--- Task material ---

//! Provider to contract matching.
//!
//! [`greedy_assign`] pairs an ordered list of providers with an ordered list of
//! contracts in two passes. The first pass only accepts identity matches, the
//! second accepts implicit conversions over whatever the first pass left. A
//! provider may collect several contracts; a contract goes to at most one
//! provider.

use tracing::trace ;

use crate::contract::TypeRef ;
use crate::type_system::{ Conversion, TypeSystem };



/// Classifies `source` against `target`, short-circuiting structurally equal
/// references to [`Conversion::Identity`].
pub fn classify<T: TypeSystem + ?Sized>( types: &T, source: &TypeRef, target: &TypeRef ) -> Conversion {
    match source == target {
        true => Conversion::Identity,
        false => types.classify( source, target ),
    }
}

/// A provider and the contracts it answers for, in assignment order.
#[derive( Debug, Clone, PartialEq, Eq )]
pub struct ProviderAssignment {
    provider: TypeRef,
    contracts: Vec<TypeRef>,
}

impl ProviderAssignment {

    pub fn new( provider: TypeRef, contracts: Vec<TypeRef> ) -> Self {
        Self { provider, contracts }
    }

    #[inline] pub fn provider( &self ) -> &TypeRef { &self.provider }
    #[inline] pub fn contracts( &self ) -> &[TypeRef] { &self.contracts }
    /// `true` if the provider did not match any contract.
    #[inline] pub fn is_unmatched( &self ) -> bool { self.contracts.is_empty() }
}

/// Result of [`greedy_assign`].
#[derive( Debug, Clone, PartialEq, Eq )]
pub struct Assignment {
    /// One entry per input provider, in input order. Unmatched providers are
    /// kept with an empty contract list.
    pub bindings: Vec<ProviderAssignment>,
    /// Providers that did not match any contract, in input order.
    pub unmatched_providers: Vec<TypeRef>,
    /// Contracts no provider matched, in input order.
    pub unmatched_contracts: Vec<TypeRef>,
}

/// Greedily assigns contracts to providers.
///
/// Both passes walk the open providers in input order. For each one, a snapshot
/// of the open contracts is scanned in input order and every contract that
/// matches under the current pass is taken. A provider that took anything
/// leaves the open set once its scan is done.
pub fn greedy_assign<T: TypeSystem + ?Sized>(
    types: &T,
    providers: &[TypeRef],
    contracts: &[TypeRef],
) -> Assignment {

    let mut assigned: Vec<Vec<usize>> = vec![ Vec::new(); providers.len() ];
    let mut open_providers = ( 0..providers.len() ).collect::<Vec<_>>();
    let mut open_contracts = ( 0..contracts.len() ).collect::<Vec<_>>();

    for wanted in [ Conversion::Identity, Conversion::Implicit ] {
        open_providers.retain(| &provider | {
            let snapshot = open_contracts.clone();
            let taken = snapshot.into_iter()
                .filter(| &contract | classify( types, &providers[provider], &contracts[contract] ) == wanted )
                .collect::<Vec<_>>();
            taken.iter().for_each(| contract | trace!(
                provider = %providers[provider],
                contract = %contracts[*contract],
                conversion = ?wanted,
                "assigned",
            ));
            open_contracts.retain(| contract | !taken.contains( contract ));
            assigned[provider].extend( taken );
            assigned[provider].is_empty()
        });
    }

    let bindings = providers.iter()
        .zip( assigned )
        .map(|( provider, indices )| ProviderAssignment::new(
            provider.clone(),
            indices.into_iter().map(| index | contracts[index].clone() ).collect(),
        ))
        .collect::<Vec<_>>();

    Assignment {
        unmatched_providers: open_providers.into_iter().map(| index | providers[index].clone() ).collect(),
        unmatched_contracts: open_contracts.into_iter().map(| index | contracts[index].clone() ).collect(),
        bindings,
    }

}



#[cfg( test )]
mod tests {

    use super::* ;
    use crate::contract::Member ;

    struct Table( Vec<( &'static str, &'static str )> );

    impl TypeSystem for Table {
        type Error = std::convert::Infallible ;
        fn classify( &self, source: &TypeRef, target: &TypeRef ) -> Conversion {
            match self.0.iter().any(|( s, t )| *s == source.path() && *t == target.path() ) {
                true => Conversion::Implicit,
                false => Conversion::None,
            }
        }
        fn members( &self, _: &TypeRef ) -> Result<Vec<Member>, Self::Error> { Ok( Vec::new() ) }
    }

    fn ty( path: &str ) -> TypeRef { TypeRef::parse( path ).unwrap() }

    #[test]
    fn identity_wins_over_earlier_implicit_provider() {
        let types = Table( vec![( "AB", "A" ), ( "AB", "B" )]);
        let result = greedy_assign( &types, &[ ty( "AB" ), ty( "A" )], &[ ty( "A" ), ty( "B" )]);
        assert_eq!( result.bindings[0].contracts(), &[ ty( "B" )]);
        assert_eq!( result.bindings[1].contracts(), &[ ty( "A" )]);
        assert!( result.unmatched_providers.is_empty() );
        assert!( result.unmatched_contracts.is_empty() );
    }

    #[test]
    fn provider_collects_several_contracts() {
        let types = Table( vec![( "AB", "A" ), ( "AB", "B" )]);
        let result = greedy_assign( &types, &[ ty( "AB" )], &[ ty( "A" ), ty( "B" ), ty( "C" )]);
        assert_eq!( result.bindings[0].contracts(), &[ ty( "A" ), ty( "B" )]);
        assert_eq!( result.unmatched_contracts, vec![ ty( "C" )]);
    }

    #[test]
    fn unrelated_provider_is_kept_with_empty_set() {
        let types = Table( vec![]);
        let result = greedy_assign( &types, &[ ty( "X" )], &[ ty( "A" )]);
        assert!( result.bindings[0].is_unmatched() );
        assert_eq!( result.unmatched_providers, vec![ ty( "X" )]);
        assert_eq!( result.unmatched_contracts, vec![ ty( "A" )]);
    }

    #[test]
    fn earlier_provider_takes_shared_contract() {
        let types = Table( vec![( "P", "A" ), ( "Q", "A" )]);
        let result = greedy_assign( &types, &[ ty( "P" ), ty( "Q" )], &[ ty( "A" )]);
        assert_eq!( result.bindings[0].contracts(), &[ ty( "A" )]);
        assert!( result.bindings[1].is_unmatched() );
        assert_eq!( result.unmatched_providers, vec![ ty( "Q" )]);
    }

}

--- Exercise objective ---
Transcribe all records exactly as written.

--- Result of this exercise ---
//! Provider to contract matching.
//!
//! [`greedy_assign`] pairs an ordered list of providers with an ordered list of
//! contracts in two passes. The first pass only accepts identity matches, the
//! second accepts implicit conversions over whatever the first pass left. A
//! provider may collect several contracts; a contract goes to at most one
//! provider.

use tracing::trace ;

use crate::contract::TypeRef ;
use crate::type_system::{ Conversion, TypeSystem };



/// Classifies `source` against `target`, short-circuiting structurally equal
/// references to [`Conversion::Identity`].
pub fn classify<T: TypeSystem + ?Sized>( types: &T, source: &TypeRef, target: &TypeRef ) -> Conversion {
    match source == target {
        true => Conversion::Identity,
        false => types.classify( source, target ),
    }
}

/// A provider and the contracts it answers for, in assignment order.
#[derive( Debug, Clone, PartialEq, Eq )]
pub struct ProviderAssignment {
    provider: TypeRef,
    contracts: Vec<TypeRef>,
}

impl ProviderAssignment {

    pub fn new( provider: TypeRef, contracts: Vec<TypeRef> ) -> Self {
        Self { provider, contracts }
    }

    #[inline] pub fn provider( &self ) -> &TypeRef { &self.provider }
    #[inline] pub fn contracts( &self ) -> &[TypeRef] { &self.contracts }
    /// `true` if the provider did not match any contract.
    #[inline] pub fn is_unmatched( &self ) -> bool { self.contracts.is_empty() }
}

/// Result of [`greedy_assign`].
#[derive( Debug, Clone, PartialEq, Eq )]
pub struct Assignment {
    /// One entry per input provider, in input order. Unmatched providers are
    /// kept with an empty contract list.
    pub bindings: Vec<ProviderAssignment>,
    /// Providers that did not match any contract, in input order.
    pub unmatched_providers: Vec<TypeRef>,
    /// Contracts no provider matched, in input order.
    pub unmatched_contracts: Vec<TypeRef>,
}

/// Greedily assigns contracts to providers.
///
/// Both passes walk the open providers in input order. For each one, a snapshot
/// of the open contracts is scanned in input order and every contract that
/// matches under the current pass is taken. A provider that took anything
/// leaves the open set once its scan is done.
pub fn greedy_assign<T: TypeSystem + ?Sized>(
    types: &T,
    providers: &[TypeRef],
    contracts: &[TypeRef],
) -> Assignment {

    let mut assigned: Vec<Vec<usize>> = vec![ Vec::new(); providers.len() ];
    let mut open_providers = ( 0..providers.len() ).collect::<Vec<_>>();
    let mut open_contracts = ( 0..contracts.len() ).collect::<Vec<_>>();

    for wanted in [ Conversion::Identity, Conversion::Implicit ] {
        open_providers.retain(| &provider | {
            let snapshot = open_contracts.clone();
            let taken = snapshot.into_iter()
                .filter(| &contract | classify( types, &providers[provider], &contracts[contract] ) == wanted )
                .collect::<Vec<_>>();
            taken.iter().for_each(| contract | trace!(
                provider = %providers[provider],
                contract = %contracts[*contract],
                conversion = ?wanted,
                "assigned",
            ));
            open_contracts.retain(| contract | !taken.contains( contract ));
            assigned[provider].extend( taken );
            assigned[provider].is_empty()
        });
    }

    let bindings = providers.iter()
        .zip( assigned )
        .map(|( provider, indices )| ProviderAssignment::new(
            provider.clone(),
            indices.into_iter().map(| index | contracts[index].clone() ).collect(),
        ))
        .collect::<Vec<_>>();

    Assignment {
        unmatched_providers: open_providers.into_iter().map(| index | providers[index].clone() ).collect(),
        unmatched_contracts: open_contracts.into_iter().map(| index | contracts[index].clone() ).collect(),
        bindings,
    }

}



#[cfg( test )]
mod tests {

    use super::* ;
    use crate::contract::Member ;

    struct Table( Vec<( &'static str, &'static str )> );

    impl TypeSystem for Table {
        type Error = std::convert::Infallible ;
        fn classify( &self, source: &TypeRef, target: &TypeRef ) -> Conversion {
            match self.0.iter().any(|( s, t )| *s == source.path() && *t == target.path() ) {
                true => Conversion::Implicit,
                false => Conversion::None,
            }
        }
        fn members( &self, _: &TypeRef ) -> Result<Vec<Member>, Self::Error> { Ok( Vec::new() ) }
    }

    fn ty( path: &str ) -> TypeRef { TypeRef::parse( path ).unwrap() }

    #[test]
    fn identity_wins_over_earlier_implicit_provider() {
        let types = Table( vec![( "AB", "A" ), ( "AB", "B" )]);
        let result = greedy_assign( &types, &[ ty( "AB" ), ty( "A" )], &[ ty( "A" ), ty( "B" )]);
        assert_eq!( result.bindings[0].contracts(), &[ ty( "B" )]);
        assert_eq!( result.bindings[1].contracts(), &[ ty( "A" )]);
        assert!( result.unmatched_providers.is_empty() );
        assert!( result.unmatched_contracts.is_empty() );
    }

    #[test]
    fn provider_collects_several_contracts() {
        let types = Table( vec![( "AB", "A" ), ( "AB", "B" )]);
        let result = greedy_assign( &types, &[ ty( "AB" )], &[ ty( "A" ), ty( "B" ), ty( "C" )]);
        assert_eq!( result.bindings[0].contracts(), &[ ty( "A" ), ty( "B" )]);
        assert_eq!( result.unmatched_contracts, vec![ ty( "C" )]);
    }

    #[test]
    fn unrelated_provider_is_kept_with_empty_set() {
        let types = Table( vec![]);
        let result = greedy_assign( &types, &[ ty( "X" )], &[ ty( "A" )]);
        assert!( result.bindings[0].is_unmatched() );
        assert_eq!( result.unmatched_providers, vec![ ty( "X" )]);
        assert_eq!( result.unmatched_contracts, vec![ ty( "A" )]);
    }

    #[test]
    fn earlier_provider_takes_shared_contract() {
        let types = Table( vec![( "P", "A" ), ( "Q", "A" )]);
        let result = greedy_assign( &types, &[ ty( "P" ), ty( "Q" )], &[ ty( "A" )]);
        assert_eq!( result.bindings[0].contracts(), &[ ty( "A" )]);
        assert!( result.bindings[1].is_unmatched() );
        assert_eq!( result.unmatched_providers, vec![ ty( "Q" )]);
    }

}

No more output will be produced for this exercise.